Acta Endocrinologica ◽

10.1530/acta.0.1200175 ◽

1989 ◽

Vol 120 (2) ◽

pp. 175-179 ◽

Cited By ~ 9

Author(s):

C. Street ◽

R. J. S. Howell ◽

L. Perry ◽

S. Al-Othman ◽

T. Chard

Keyword(s):

Fatty Acids ◽

Protein Binding ◽

Unsaturated Fatty Acids ◽

Late Pregnancy ◽

Sex Hormone Binding Globulin ◽

Partial Purification ◽

Normal Female ◽

Esterified Fatty Acids ◽

Vitro Binding

Abstract. The effect of non-esterified fatty acids (NEFA) on the in vitro binding of testosterone, 5-alpha dihydrotestosterone and estradiol E2 to sex hormone binding globulin (SHBG) was examined using pooled normal female serum, and SHBG and albumin fractions obtained from the partial purification of late pregnancy serum.
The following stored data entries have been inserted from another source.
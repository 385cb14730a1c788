use std::sync::atomic::{AtomicU64, Ordering};
use std::sync::Arc;

use chrono::{NaiveDate, Utc};
use serde::Deserialize;
use tracing::info;

use super::domain::{
    ApplicationId, ApplicationSnapshot, CreditInformation, QueueItemId, QueuePriority, QueueStatus,
    ReasonCode, StipulationId, StipulationStatus, StipulationType, UnderwriterId,
};
use super::evaluation::{AutoDecision, EvaluationOutcome, UnderwritingRuleEngine};
use super::events::{EventError, EventPublisher, UnderwritingEvent};
use super::queue::QueueItem;
use super::records::{DecisionReason, DecisionRecord, DecisionRuling, Stipulation};
use super::repository::{StoreError, UnderwritingStore};

/// Service composing the rule engine, the underwriting store, and the event
/// publisher into the operations the API layer exposes.
pub struct UnderwritingService<S, E> {
    store: Arc<S>,
    events: Arc<E>,
    engine: UnderwritingRuleEngine,
}

static QUEUE_SEQUENCE: AtomicU64 = AtomicU64::new(1);
static STIPULATION_SEQUENCE: AtomicU64 = AtomicU64::new(1);

fn next_queue_item_id() -> QueueItemId {
    let id = QUEUE_SEQUENCE.fetch_add(1, Ordering::Relaxed);
    QueueItemId(format!("uwq-{id:06}"))
}

fn next_stipulation_id() -> StipulationId {
    let id = STIPULATION_SEQUENCE.fetch_add(1, Ordering::Relaxed);
    StipulationId(format!("stip-{id:06}"))
}

/// Everything needed to record a verdict against an in-progress queue item.
#[derive(Debug, Clone, Deserialize)]
pub struct RecordDecisionRequest {
    pub application_id: ApplicationId,
    pub ruling: DecisionRuling,
    pub underwriter: UnderwriterId,
    #[serde(default)]
    pub comments: Option<String>,
    #[serde(default)]
    pub reasons: Vec<ReasonCode>,
    #[serde(default)]
    pub stipulations: Vec<StipulationType>,
    pub stipulations_required_by: NaiveDate,
}

impl<S, E> UnderwritingService<S, E>
where
    S: UnderwritingStore + 'static,
    E: EventPublisher + 'static,
{
    pub fn new(store: Arc<S>, events: Arc<E>) -> Self {
        Self {
            store,
            events,
            engine: UnderwritingRuleEngine::new(),
        }
    }

    /// Place an application into the review queue with an SLA-derived due date.
    pub fn enqueue(
        &self,
        application_id: ApplicationId,
        priority: QueuePriority,
    ) -> Result<QueueItem, ServiceError> {
        let item = QueueItem::new(next_queue_item_id(), application_id, priority, Utc::now());
        let stored = self.store.insert_queue_item(item)?;
        Ok(stored)
    }

    pub fn assign(
        &self,
        queue_item_id: &QueueItemId,
        underwriter: UnderwriterId,
    ) -> Result<QueueItem, ServiceError> {
        let mut item = self
            .store
            .fetch_queue_item(queue_item_id)?
            .ok_or(StoreError::NotFound)?;

        if !item.assign(underwriter.clone(), Utc::now()) {
            return Err(ServiceError::QueueTransitionRejected {
                operation: "assign",
                status: item.status,
            });
        }

        let stored = self.store.update_queue_item(item)?;
        self.events.publish(UnderwritingEvent::QueueItemAssigned {
            queue_item_id: stored.id.clone(),
            application_id: stored.application_id.clone(),
            underwriter,
        })?;
        Ok(stored)
    }

    pub fn start_review(&self, queue_item_id: &QueueItemId) -> Result<QueueItem, ServiceError> {
        let mut item = self
            .store
            .fetch_queue_item(queue_item_id)?
            .ok_or(StoreError::NotFound)?;

        if !item.start_review() {
            return Err(ServiceError::QueueTransitionRejected {
                operation: "start_review",
                status: item.status,
            });
        }

        let stored = self.store.update_queue_item(item)?;
        self.events.publish(UnderwritingEvent::ReviewStarted {
            queue_item_id: stored.id.clone(),
            application_id: stored.application_id.clone(),
        })?;
        Ok(stored)
    }

    pub fn return_to_queue(&self, queue_item_id: &QueueItemId) -> Result<QueueItem, ServiceError> {
        let mut item = self
            .store
            .fetch_queue_item(queue_item_id)?
            .ok_or(StoreError::NotFound)?;

        item.return_to_queue();

        let stored = self.store.update_queue_item(item)?;
        self.events.publish(UnderwritingEvent::QueueItemReturned {
            queue_item_id: stored.id.clone(),
            application_id: stored.application_id.clone(),
        })?;
        Ok(stored)
    }

    /// Full evaluation of an application and its credit pull. Pure; no writes.
    pub fn evaluate(
        &self,
        application: &ApplicationSnapshot,
        credit: &CreditInformation,
    ) -> EvaluationOutcome {
        self.engine.evaluate(application, credit)
    }

    /// Fast-path verdict for unambiguous profiles, when one exists.
    pub fn auto_decision(
        &self,
        application: &ApplicationSnapshot,
        credit: &CreditInformation,
    ) -> Option<AutoDecision> {
        self.engine.auto_decision(application, credit)
    }

    /// 0-100 display score for queue prioritization and reporting.
    pub fn risk_score(
        &self,
        application: &ApplicationSnapshot,
        credit: &CreditInformation,
    ) -> f64 {
        self.engine.risk_score(application, credit)
    }

    /// Record a verdict: persist the decision exactly once, push the mapped
    /// application status, materialize stipulations, and close the queue item.
    ///
    /// The decision insert is the idempotency gate; a duplicate surfaces as a
    /// store conflict before any other write happens.
    pub fn record_decision(
        &self,
        queue_item_id: &QueueItemId,
        request: RecordDecisionRequest,
    ) -> Result<DecisionRecord, ServiceError> {
        let mut item = self
            .store
            .fetch_queue_item(queue_item_id)?
            .ok_or(StoreError::NotFound)?;

        if !item.complete() {
            return Err(ServiceError::QueueTransitionRejected {
                operation: "complete",
                status: item.status,
            });
        }

        let RecordDecisionRequest {
            application_id,
            ruling,
            underwriter,
            comments,
            reasons,
            stipulations,
            stipulations_required_by,
        } = request;

        let decision = ruling.decision();
        let status = ruling.application_status();
        let reasons = reasons
            .into_iter()
            .enumerate()
            .map(|(index, code)| {
                let reason = DecisionReason::new(code);
                if index == 0 {
                    reason.primary()
                } else {
                    reason
                }
            })
            .collect();

        let record = DecisionRecord::new(
            application_id.clone(),
            ruling,
            underwriter.clone(),
            comments,
            reasons,
            Utc::now(),
        );

        let stored = self.store.insert_decision(record)?;
        self.store.update_queue_item(item)?;
        self.store.set_application_status(&application_id, status)?;

        if !stipulations.is_empty() {
            let records = stipulations
                .into_iter()
                .map(|stipulation_type| {
                    Stipulation::new(
                        next_stipulation_id(),
                        application_id.clone(),
                        stipulation_type,
                        stipulations_required_by,
                        underwriter.clone(),
                    )
                })
                .collect();
            self.store.insert_stipulations(records)?;
        }

        self.events.publish(UnderwritingEvent::DecisionRecorded {
            application_id: application_id.clone(),
            decision,
            status,
        })?;

        info!(
            application_id = %application_id.0,
            decision = decision.label(),
            "underwriting decision recorded"
        );

        Ok(stored)
    }

    pub fn satisfy_stipulation(
        &self,
        stipulation_id: &StipulationId,
        user: UnderwriterId,
    ) -> Result<Stipulation, ServiceError> {
        let mut stipulation = self
            .store
            .fetch_stipulation(stipulation_id)?
            .ok_or(StoreError::NotFound)?;

        if !stipulation.satisfy(user, Utc::now()) {
            return Err(ServiceError::StipulationTransitionRejected {
                status: stipulation.status,
            });
        }

        let stored = self.store.update_stipulation(stipulation)?;
        self.events
            .publish(UnderwritingEvent::StipulationSatisfied {
                stipulation_id: stored.id.clone(),
                application_id: stored.application_id.clone(),
            })?;
        Ok(stored)
    }

    pub fn pending_queue(&self, limit: usize) -> Result<Vec<QueueItem>, ServiceError> {
        Ok(self.store.pending_queue(limit)?)
    }

    pub fn decision_for(
        &self,
        application_id: &ApplicationId,
    ) -> Result<Option<DecisionRecord>, ServiceError> {
        Ok(self.store.fetch_decision(application_id)?)
    }

    pub fn stipulations_for(
        &self,
        application_id: &ApplicationId,
    ) -> Result<Vec<Stipulation>, ServiceError> {
        Ok(self.store.stipulations_for(application_id)?)
    }
}

/// Error raised by the underwriting service.
#[derive(Debug, thiserror::Error)]
pub enum ServiceError {
    #[error("'{operation}' is not a legal transition for a queue item in status {status:?}")]
    QueueTransitionRejected {
        operation: &'static str,
        status: QueueStatus,
    },
    #[error("stipulation cannot be satisfied in status {status:?}")]
    StipulationTransitionRejected { status: StipulationStatus },
    #[error(transparent)]
    Store(#[from] StoreError),
    #[error(transparent)]
    Event(#[from] EventError),
}
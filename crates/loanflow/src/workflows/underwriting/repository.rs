use chrono::{DateTime, Utc};
use serde::Serialize;

use super::domain::{ApplicationId, ApplicationStatus, QueueItemId, StipulationId};
use super::queue::QueueItem;
use super::records::{DecisionRecord, Stipulation};

/// Storage abstraction over the underwriting aggregates so the service module
/// can be exercised in isolation.
///
/// `update_queue_item` and `update_stipulation` are compare-and-swap writes:
/// the store accepts the record only when its persisted `version` matches the
/// incoming one, returns the record with the version bumped, and reports
/// `StoreError::Conflict` otherwise. Racing state transitions therefore
/// resolve to exactly one winner.
pub trait UnderwritingStore: Send + Sync {
    fn insert_queue_item(&self, item: QueueItem) -> Result<QueueItem, StoreError>;
    fn update_queue_item(&self, item: QueueItem) -> Result<QueueItem, StoreError>;
    fn fetch_queue_item(&self, id: &QueueItemId) -> Result<Option<QueueItem>, StoreError>;
    fn pending_queue(&self, limit: usize) -> Result<Vec<QueueItem>, StoreError>;

    fn insert_decision(&self, record: DecisionRecord) -> Result<DecisionRecord, StoreError>;
    fn fetch_decision(
        &self,
        application_id: &ApplicationId,
    ) -> Result<Option<DecisionRecord>, StoreError>;

    fn insert_stipulations(
        &self,
        stipulations: Vec<Stipulation>,
    ) -> Result<Vec<Stipulation>, StoreError>;
    fn update_stipulation(&self, stipulation: Stipulation) -> Result<Stipulation, StoreError>;
    fn fetch_stipulation(&self, id: &StipulationId) -> Result<Option<Stipulation>, StoreError>;
    fn stipulations_for(
        &self,
        application_id: &ApplicationId,
    ) -> Result<Vec<Stipulation>, StoreError>;

    /// Push the decision-mapped status onto the externally-owned application
    /// record. The only write underwriting performs outside its own tables.
    fn set_application_status(
        &self,
        application_id: &ApplicationId,
        status: ApplicationStatus,
    ) -> Result<(), StoreError>;
}

/// Error enumeration for store failures.
#[derive(Debug, thiserror::Error)]
pub enum StoreError {
    #[error("record already exists or was modified concurrently")]
    Conflict,
    #[error("record not found")]
    NotFound,
    #[error("store unavailable: {0}")]
    Unavailable(String),
}

/// Sanitized queue-entry representation for API responses.
#[derive(Debug, Clone, Serialize)]
pub struct QueueItemView {
    pub queue_item_id: QueueItemId,
    pub application_id: ApplicationId,
    pub status: &'static str,
    pub priority: &'static str,
    #[serde(skip_serializing_if = "Option::is_none")]
    pub assigned_to: Option<String>,
    pub due_date: DateTime<Utc>,
    pub overdue: bool,
}

impl QueueItemView {
    pub fn from_item(item: &QueueItem, now: DateTime<Utc>) -> Self {
        Self {
            queue_item_id: item.id.clone(),
            application_id: item.application_id.clone(),
            status: item.status.label(),
            priority: item.priority.label(),
            assigned_to: item
                .assigned_to
                .as_ref()
                .map(|underwriter| underwriter.0.clone()),
            due_date: item.due_date,
            overdue: item.is_overdue(now),
        }
    }
}
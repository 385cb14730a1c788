//! Underwriting queue management, rules-based evaluation, and decision
//! recording for student-loan applications.
//!
//! The evaluation engine is pure: application and credit data come in as
//! read-only snapshots, a verdict with its factor trail comes out. Persistent
//! state (queue entries, decisions, stipulations) lives behind the
//! [`repository::UnderwritingStore`] trait, and side effects leave through
//! [`events::EventPublisher`].

pub mod domain;
pub(crate) mod evaluation;
pub mod events;
pub mod queue;
pub mod records;
pub mod repository;
pub mod router;
pub mod service;

#[cfg(test)]
mod tests;

pub use domain::{
    ApplicationId, ApplicationSnapshot, ApplicationStatus, BorrowerProfile, CitizenshipStatus,
    CreditInformation, Decision, EmploymentInfo, LoanDetails, ProgramSnapshot, ProgramStatus,
    QueueItemId, QueuePriority, QueueStatus, ReasonCode, StipulationId, StipulationStatus,
    StipulationType, UnderwriterId,
};
pub use evaluation::{
    calculate_weighted_score, determine_required_stipulations, evaluate_application,
    get_decision_reasons, AutoDecision, EvaluationOutcome, EvaluationResults, FactorEvaluation,
    FactorStatus, UnderwritingRuleEngine,
};
pub use events::{EventError, EventPublisher, UnderwritingEvent};
pub use queue::QueueItem;
pub use records::{
    ApprovalTerms, DecisionReason, DecisionRecord, DecisionRuling, Stipulation,
};
pub use repository::{QueueItemView, StoreError, UnderwritingStore};
pub use router::underwriting_router;
pub use service::{RecordDecisionRequest, ServiceError, UnderwritingService};
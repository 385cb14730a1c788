use serde::{Deserialize, Serialize};

use super::super::domain::{CitizenshipStatus, ProgramSnapshot, ProgramStatus, ReasonCode};
use super::thresholds;

/// Per-factor verdict feeding the weighted blend and the short-circuit check.
#[derive(Debug, Clone, Copy, PartialEq, Eq, Serialize, Deserialize)]
#[serde(rename_all = "snake_case")]
pub enum FactorStatus {
    Approved,
    Denied,
    Consideration,
}

/// One factor's contribution to an evaluation.
///
/// Range-scored factors always carry a normalized score in [0, 1]; the binary
/// gates carry one only for the missing-input consideration default. A reason
/// code is present exactly when the factor denied.
#[derive(Debug, Clone, PartialEq, Serialize, Deserialize)]
pub struct FactorEvaluation {
    pub status: FactorStatus,
    #[serde(default, skip_serializing_if = "Option::is_none")]
    pub score: Option<f64>,
    #[serde(default, skip_serializing_if = "Option::is_none")]
    pub reason: Option<ReasonCode>,
}

impl FactorEvaluation {
    fn approved(score: Option<f64>) -> Self {
        Self {
            status: FactorStatus::Approved,
            score,
            reason: None,
        }
    }

    fn denied(score: Option<f64>, reason: ReasonCode) -> Self {
        Self {
            status: FactorStatus::Denied,
            score,
            reason: Some(reason),
        }
    }

    fn consideration(score: f64) -> Self {
        Self {
            status: FactorStatus::Consideration,
            score: Some(score),
            reason: None,
        }
    }

    /// Missing-input default: route toward manual review, never auto-deny.
    fn missing_input() -> Self {
        Self::consideration(0.5)
    }
}

/// Normalize `value` between the denial and approval thresholds.
///
/// The denial threshold maps to 0.0 and the approval threshold to 1.0, so the
/// same expression handles lower-is-better factors (where denial > approval).
/// A collapsed threshold span falls back to the neutral midpoint.
fn normalize_between(value: f64, denial: f64, approval: f64) -> f64 {
    let span = approval - denial;
    if span.abs() < f64::EPSILON {
        return 0.5;
    }
    ((value - denial) / span).clamp(0.0, 1.0)
}

pub fn evaluate_credit_score(credit_score: Option<u16>) -> FactorEvaluation {
    let Some(score) = credit_score else {
        return FactorEvaluation::missing_input();
    };

    if score >= thresholds::CREDIT_SCORE_APPROVAL {
        FactorEvaluation::approved(Some(1.0))
    } else if score <= thresholds::CREDIT_SCORE_DENIAL {
        FactorEvaluation::denied(Some(0.0), ReasonCode::CreditScore)
    } else {
        FactorEvaluation::consideration(normalize_between(
            f64::from(score),
            f64::from(thresholds::CREDIT_SCORE_DENIAL),
            f64::from(thresholds::CREDIT_SCORE_APPROVAL),
        ))
    }
}

pub fn evaluate_debt_to_income(ratio: Option<f64>) -> FactorEvaluation {
    let Some(ratio) = ratio else {
        return FactorEvaluation::missing_input();
    };

    if ratio <= thresholds::DEBT_TO_INCOME_APPROVAL {
        FactorEvaluation::approved(Some(1.0))
    } else if ratio >= thresholds::DEBT_TO_INCOME_DENIAL {
        FactorEvaluation::denied(Some(0.0), ReasonCode::DebtToIncome)
    } else {
        FactorEvaluation::consideration(normalize_between(
            ratio,
            thresholds::DEBT_TO_INCOME_DENIAL,
            thresholds::DEBT_TO_INCOME_APPROVAL,
        ))
    }
}

pub fn evaluate_employment_history(months_employed: Option<u32>) -> FactorEvaluation {
    let Some(months) = months_employed else {
        return FactorEvaluation::missing_input();
    };

    if months >= thresholds::EMPLOYMENT_MONTHS_APPROVAL {
        FactorEvaluation::approved(Some(1.0))
    } else if months <= thresholds::EMPLOYMENT_MONTHS_DENIAL {
        FactorEvaluation::denied(Some(0.0), ReasonCode::EmploymentHistory)
    } else {
        FactorEvaluation::consideration(normalize_between(
            f64::from(months),
            f64::from(thresholds::EMPLOYMENT_MONTHS_DENIAL),
            f64::from(thresholds::EMPLOYMENT_MONTHS_APPROVAL),
        ))
    }
}

pub fn evaluate_housing_payment(ratio: Option<f64>) -> FactorEvaluation {
    let Some(ratio) = ratio else {
        return FactorEvaluation::missing_input();
    };

    if ratio <= thresholds::HOUSING_RATIO_APPROVAL {
        FactorEvaluation::approved(Some(1.0))
    } else if ratio >= thresholds::HOUSING_RATIO_DENIAL {
        FactorEvaluation::denied(Some(0.0), ReasonCode::HousingPayment)
    } else {
        FactorEvaluation::consideration(normalize_between(
            ratio,
            thresholds::HOUSING_RATIO_DENIAL,
            thresholds::HOUSING_RATIO_APPROVAL,
        ))
    }
}

/// Binary gate: annual income must cover the requested amount at the minimum
/// multiple. A non-positive requested amount passes trivially.
pub fn evaluate_income_to_loan(
    annual_income: Option<f64>,
    requested_amount: Option<f64>,
) -> FactorEvaluation {
    let (Some(income), Some(amount)) = (annual_income, requested_amount) else {
        return FactorEvaluation::missing_input();
    };

    if amount <= 0.0 {
        return FactorEvaluation::approved(None);
    }

    if income / amount >= thresholds::MINIMUM_INCOME_TO_LOAN_RATIO {
        FactorEvaluation::approved(None)
    } else {
        FactorEvaluation::denied(None, ReasonCode::IncomeInsufficient)
    }
}

/// Binary gate on federal loan eligibility of the borrower's citizenship status.
pub fn evaluate_citizenship(status: Option<CitizenshipStatus>) -> FactorEvaluation {
    let Some(status) = status else {
        return FactorEvaluation::missing_input();
    };

    if status.is_loan_eligible() {
        FactorEvaluation::approved(None)
    } else {
        FactorEvaluation::denied(None, ReasonCode::CitizenshipStatus)
    }
}

/// Binary gate: the attached school program must be active for new originations.
pub fn evaluate_program_eligibility(program: Option<&ProgramSnapshot>) -> FactorEvaluation {
    let Some(program) = program else {
        return FactorEvaluation::missing_input();
    };

    if program.status == ProgramStatus::Active {
        FactorEvaluation::approved(None)
    } else {
        FactorEvaluation::denied(None, ReasonCode::ProgramEligibility)
    }
}
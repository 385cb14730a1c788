use chrono::{DateTime, NaiveDate, Utc};
use serde::{Deserialize, Serialize};

use super::domain::{
    ApplicationId, ApplicationStatus, Decision, ReasonCode, StipulationId, StipulationStatus,
    StipulationType, UnderwriterId,
};

/// Loan terms offered with an approval.
#[derive(Debug, Clone, PartialEq, Serialize, Deserialize)]
pub struct ApprovalTerms {
    pub approved_amount: f64,
    pub interest_rate: f64,
    pub term_months: u16,
}

/// A recorded verdict. Approval terms travel inside the approve variant, so a
/// denial or revision cannot carry them.
#[derive(Debug, Clone, PartialEq, Serialize, Deserialize)]
#[serde(tag = "decision", rename_all = "snake_case")]
pub enum DecisionRuling {
    Approve(ApprovalTerms),
    Deny,
    Revise,
}

impl DecisionRuling {
    pub const fn decision(&self) -> Decision {
        match self {
            DecisionRuling::Approve(_) => Decision::Approve,
            DecisionRuling::Deny => Decision::Deny,
            DecisionRuling::Revise => Decision::Revise,
        }
    }

    pub const fn application_status(&self) -> ApplicationStatus {
        self.decision().application_status()
    }

    pub fn terms(&self) -> Option<&ApprovalTerms> {
        match self {
            DecisionRuling::Approve(terms) => Some(terms),
            DecisionRuling::Deny | DecisionRuling::Revise => None,
        }
    }
}

/// One machine-readable reason attached to a decision.
#[derive(Debug, Clone, PartialEq, Serialize, Deserialize)]
pub struct DecisionReason {
    pub code: ReasonCode,
    pub description: String,
    #[serde(default)]
    pub is_primary: bool,
}

impl DecisionReason {
    /// Build a reason with the code's stock description.
    pub fn new(code: ReasonCode) -> Self {
        Self {
            code,
            description: code.default_description().to_string(),
            is_primary: false,
        }
    }

    pub fn with_description(mut self, description: impl Into<String>) -> Self {
        self.description = description.into();
        self
    }

    pub fn primary(mut self) -> Self {
        self.is_primary = true;
        self
    }
}

/// The persisted underwriting decision for one application. One per
/// application; stores reject duplicates so the application-status push
/// happens exactly once.
#[derive(Debug, Clone, PartialEq, Serialize, Deserialize)]
pub struct DecisionRecord {
    pub application_id: ApplicationId,
    pub ruling: DecisionRuling,
    pub decision_date: DateTime<Utc>,
    pub underwriter: UnderwriterId,
    pub comments: Option<String>,
    pub reasons: Vec<DecisionReason>,
}

impl DecisionRecord {
    pub fn new(
        application_id: ApplicationId,
        ruling: DecisionRuling,
        underwriter: UnderwriterId,
        comments: Option<String>,
        reasons: Vec<DecisionReason>,
        decision_date: DateTime<Utc>,
    ) -> Self {
        Self {
            application_id,
            ruling,
            decision_date,
            underwriter,
            comments,
            reasons,
        }
    }
}

/// A documentation requirement the borrower or school must clear before the
/// loan can fund. `satisfied_by` and `satisfied_at` are set together or not
/// at all; `satisfy` is the only writer.
#[derive(Debug, Clone, PartialEq, Serialize, Deserialize)]
pub struct Stipulation {
    pub id: StipulationId,
    pub application_id: ApplicationId,
    pub stipulation_type: StipulationType,
    pub description: String,
    pub required_by_date: NaiveDate,
    pub status: StipulationStatus,
    pub created_by: UnderwriterId,
    pub satisfied_by: Option<UnderwriterId>,
    pub satisfied_at: Option<DateTime<Utc>>,
    pub version: u32,
}

impl Stipulation {
    pub fn new(
        id: StipulationId,
        application_id: ApplicationId,
        stipulation_type: StipulationType,
        required_by_date: NaiveDate,
        created_by: UnderwriterId,
    ) -> Self {
        Self {
            id,
            application_id,
            stipulation_type,
            description: format!("Provide {}", stipulation_type.label().replace('_', " ")),
            required_by_date,
            status: StipulationStatus::Pending,
            created_by,
            satisfied_by: None,
            satisfied_at: None,
            version: 0,
        }
    }

    pub fn with_description(mut self, description: impl Into<String>) -> Self {
        self.description = description.into();
        self
    }

    /// Mark the requirement met. Only a pending stipulation can be satisfied.
    pub fn satisfy(&mut self, user: UnderwriterId, now: DateTime<Utc>) -> bool {
        if self.status != StipulationStatus::Pending {
            return false;
        }

        self.status = StipulationStatus::Satisfied;
        self.satisfied_by = Some(user);
        self.satisfied_at = Some(now);
        true
    }

    /// Waive the requirement. Only a pending stipulation can be waived.
    pub fn waive(&mut self) -> bool {
        if self.status != StipulationStatus::Pending {
            return false;
        }

        self.status = StipulationStatus::Waived;
        true
    }

    pub fn is_overdue(&self, today: NaiveDate) -> bool {
        self.required_by_date < today
            && !matches!(
                self.status,
                StipulationStatus::Satisfied | StipulationStatus::Waived
            )
    }
}
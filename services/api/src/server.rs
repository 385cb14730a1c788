use crate::cli::ServeArgs;
use crate::infra::{AppState, InMemoryEventPublisher, InMemoryUnderwritingStore};
use crate::routes::with_underwriting_routes;
use axum::Extension;
use axum_prometheus::PrometheusMetricLayer;
use loanflow::config::AppConfig;
use loanflow::error::AppError;
use loanflow::telemetry;
use loanflow::workflows::underwriting::UnderwritingService;
use std::sync::atomic::Ordering;
use std::sync::Arc;
use tracing::info;

pub(crate) async fn run(mut args: ServeArgs) -> Result<(), AppError> {
    let mut config = AppConfig::load()?;

    if let Some(host) = args.host.take() {
        config.server.host = host;
    }
    if let Some(port) = args.port.take() {
        config.server.port = port;
    }

    telemetry::init(&config.telemetry)?;

    let (prometheus_layer, prometheus_handle) = PrometheusMetricLayer::pair();
    let readiness_flag = Arc::new(std::sync::atomic::AtomicBool::new(false));
    let app_state = AppState {
        readiness: readiness_flag.clone(),
        metrics: Arc::new(prometheus_handle),
    };

    let store = Arc::new(InMemoryUnderwritingStore::default());
    let events = Arc::new(InMemoryEventPublisher::default());
    let underwriting_service = Arc::new(UnderwritingService::new(store, events));

    let app = with_underwriting_routes(underwriting_service)
        .layer(Extension(app_state))
        .layer(prometheus_layer);

    let addr = config.server.socket_addr()?;
    let listener = tokio::net::TcpListener::bind(addr).await?;
    readiness_flag.store(true, Ordering::Release);

    info!(?config.environment, %addr, "underwriting service ready");

    axum::serve(listener, app).await?;
    Ok(())
}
A range of saturated and unsaturated fatty acids were examined for their effect on steroid-protein binding. In normal female serum, NEFA added at physiological concentrations disrupted steroid-protein binding. The shorter chain (C8–C12) saturated acids and the poly-unsaturated acids proved to be more effective inhibitors than the longer chain saturated or mono-unsaturated acids. The greatest inhibition was obtained with E2 whereas the binding of dihydrotestosterone was least affected. With partially purified SHBG, the same concentrations of NEFA were less effective at inhibiting the binding of dihydrotestosterone and testosterone but elicited the same effect with E2. The binding of steroids to albumin appeared to be unaffected by these concentrations of NEFA.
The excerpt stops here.